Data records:

####

use std::path::PathBuf;
use std::sync::Arc;

use anyhow::Result;
use clap::Parser;
use tracing::{info, Level};

use storycraft::{
    backend::GeminiClient,
    config::Config,
    pipeline::StoryEngine,
    scene::{AspectRatio, StoryDraft},
};

#[derive(Parser)]
#[command(
    name = "storycraft",
    version,
    about = "Turn a story draft into illustrated scenes, bundles and videos",
    long_about = "Storycraft decomposes a short story draft into ordered scenes, \
                  generates an image for each scene, and assembles the results into \
                  a downloadable ZIP bundle or a compiled video."
)]
struct Cli {
    /// File containing the story draft text
    #[arg(short, long)]
    draft: PathBuf,

    /// Number of scenes to aim for (the backend may return fewer)
    #[arg(short, long, default_value_t = 6)]
    scenes: usize,

    /// Image aspect ratio (9:16, 16:9, 1:1)
    #[arg(short, long, default_value = "16:9")]
    ratio: String,

    /// Write a ZIP bundle of prompts and images to this path
    #[arg(short, long)]
    bundle: Option<PathBuf>,

    /// Compile a video of all renderable scenes to this path
    #[arg(short = 'o', long)]
    video: Option<PathBuf>,

    /// Configuration file (optional)
    #[arg(short, long)]
    config: Option<PathBuf>,

    /// Enable verbose logging
    #[arg(short, long)]
    verbose: bool,
}

#[tokio::main]
async fn main() -> Result<()> {
    let cli = Cli::parse();

    // Initialize logging
    let log_level = if cli.verbose { Level::DEBUG } else { Level::INFO };
    tracing_subscriber::fmt()
        .with_max_level(log_level)
        .init();

    info!("Starting Storycraft v{}", env!("CARGO_PKG_VERSION"));

    // Load configuration
    let config = match cli.config {
        Some(config_path) => {
            info!("Loading configuration from {:?}", config_path);
            Config::from_file(&config_path)?
        }
        None => {
            info!("Using default configuration");
            Config::default()
        }
    };
    config.validate()?;

    let aspect_ratio = AspectRatio::parse(&cli.ratio)
        .ok_or_else(|| anyhow::anyhow!("Unknown aspect ratio: {}", cli.ratio))?;

    let draft_text = tokio::fs::read_to_string(&cli.draft).await?;
    let mut draft = StoryDraft::new(draft_text, cli.scenes);
    draft.aspect_ratio = aspect_ratio;

    // One client serves both capabilities
    let client = Arc::new(GeminiClient::from_config(&config.backend)?);
    let mut engine = StoryEngine::new(config, client.clone(), client);

    let count = engine.decompose_draft(&draft).await?;
    info!("Draft decomposed into {} scenes", count);

    engine.generate_images().await?;

    if let Some(bundle_path) = &cli.bundle {
        let artifact = engine.export_bundle(bundle_path).await?;
        info!("Bundle saved to {:?} ({} entries)", artifact.path, artifact.entry_count);
    }

    if let Some(video_path) = &cli.video {
        let artifact = engine.compile_video(video_path).await?;
        info!(
            "Video saved to {:?} ({} segments, {:.1} MB)",
            artifact.path,
            artifact.segment_count,
            artifact.file_size as f64 / 1024.0 / 1024.0
        );
    }

    if cli.bundle.is_none() && cli.video.is_none() {
        info!("No output requested; pass --bundle or --video to save results");
    }

    Ok(())
}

####

### Work item:
Restate the data exactly, keeping every line intact.

### Output below:
use std::path::PathBuf;
use std::sync::Arc;

use anyhow::Result;
use clap::Parser;
use tracing::{info, Level};

use storycraft::{
    backend::GeminiClient,
    config::Config,
    pipeline::StoryEngine,
    scene::{AspectRatio, StoryDraft},
};

#[derive(Parser)]
#[command(
    name = "storycraft",
    version,
    about = "Turn a story draft into illustrated scenes, bundles and videos",
    long_about = "Storycraft decomposes a short story draft into ordered scenes, \
                  generates an image for each scene, and assembles the results into \
                  a downloadable ZIP bundle or a compiled video."
)]
struct Cli {
    /// File containing the story draft text
    #[arg(short, long)]
    draft: PathBuf,

    /// Number of scenes to aim for (the backend may return fewer)
    #[arg(short, long, default_value_t = 6)]
    scenes: usize,

    /// Image aspect ratio (9:16, 16:9, 1:1)
    #[arg(short, long, default_value = "16:9")]
    ratio: String,

    /// Write a ZIP bundle of prompts and images to this path
    #[arg(short, long)]
    bundle: Option<PathBuf>,

    /// Compile a video of all renderable scenes to this path
    #[arg(short = 'o', long)]
    video: Option<PathBuf>,

    /// Configuration file (optional)
    #[arg(short, long)]
    config: Option<PathBuf>,

    /// Enable verbose logging
    #[arg(short, long)]
    verbose: bool,
}

#[tokio::main]
async fn main() -> Result<()> {
    let cli = Cli::parse();

    // Initialize logging
    let log_level = if cli.verbose { Level::DEBUG } else { Level::INFO };
    tracing_subscriber::fmt()
        .with_max_level(log_level)
        .init();

    info!("Starting Storycraft v{}", env!("CARGO_PKG_VERSION"));

    // Load configuration
    let config = match cli.config {
        Some(config_path) => {
            info!("Loading configuration from {:?}", config_path);
            Config::from_file(&config_path)?
        }
        None => {
            info!("Using default configuration");
            Config::default()
        }
    };
    config.validate()?;

    let aspect_ratio = AspectRatio::parse(&cli.ratio)
        .ok_or_else(|| anyhow::anyhow!("Unknown aspect ratio: {}", cli.ratio))?;

    let draft_text = tokio::fs::read_to_string(&cli.draft).await?;
    let mut draft = StoryDraft::new(draft_text, cli.scenes);
    draft.aspect_ratio = aspect_ratio;

    // One client serves both capabilities
    let client = Arc::new(GeminiClient::from_config(&config.backend)?);
    let mut engine = StoryEngine::new(config, client.clone(), client);

    let count = engine.decompose_draft(&draft).await?;
    info!("Draft decomposed into {} scenes", count);

    engine.generate_images().await?;

    if let Some(bundle_path) = &cli.bundle {
        let artifact = engine.export_bundle(bundle_path).await?;
        info!("Bundle saved to {:?} ({} entries)", artifact.path, artifact.entry_count);
    }

    if let Some(video_path) = &cli.video {
        let artifact = engine.compile_video(video_path).await?;
        info!(
            "Video saved to {:?} ({} segments, {:.1} MB)",
            artifact.path,
            artifact.segment_count,
            artifact.file_size as f64 / 1024.0 / 1024.0
        );
    }

    if cli.bundle.is_none() && cli.video.is_none() {
        info!("No output requested; pass --bundle or --video to save results");
    }

    Ok(())
}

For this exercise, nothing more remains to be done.